Mechanisms of transrepression by PPARa Figure 88 When PPARa is activated in the arterial wall, it causes transrepression of two other transcription factors involved in vascular inflammation – NFkB and AP-1. These transcription factors are normally activated by cytokines and are transferred to nuclear receptors, where they induce the synthesis of proteins involved in the inflammatory response.

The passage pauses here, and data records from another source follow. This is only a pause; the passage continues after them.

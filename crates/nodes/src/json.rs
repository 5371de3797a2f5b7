//! Extraction of JSON objects from free-form model output.

use serde::de::DeserializeOwned;

/// Parses the first JSON object in `text`.
///
/// Markdown code fences are stripped, and any prose before the first `{` or
/// after the last `}` is ignored.
pub(crate) fn extract_json<T: DeserializeOwned>(text: &str) -> Result<T, serde_json::Error> {
    let cleaned = text.replace("```json", "").replace("```", "");
    let cleaned = cleaned.trim();
    let body = match (cleaned.find('{'), cleaned.rfind('}')) {
        (Some(start), Some(end)) if start < end => &cleaned[start..=end],
        _ => cleaned,
    };
    serde_json::from_str(body)
}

The transcription factor NFkB: a key role in the inflammatory response Figure 89 Following activation by cytokines, the active part of NFkB is translocated to the nucleus, where it induces the synthesis of pro-inflammatory proteins (e.g. IL-6, COX-2, TNFa, etc).

Model of NFkB signal pathway inhibition by PPARa activators Figure 90 Activated PPARa inhibits the NFkB signal pathway by two mechanisms: synthesis of IkB, which is an inhibitor of NFkB; direct inhibition of the active form of NFkB translocated in the nucleus.

PPARa activated by fibrates inhibits IL-1b induced expression of COX-2 in SMC Figure 91 Evidence of the anti-inflammatory effect of PPARa agonists is provided by studies of human smooth muscle cells. After exposure to fenofibrate, there is inhibition of IL-1b expression of COX-2. Fenofibrate activates PPARa in a dose-dependent manner; similarly COX-2 expression decreases in a dose-dependent manner.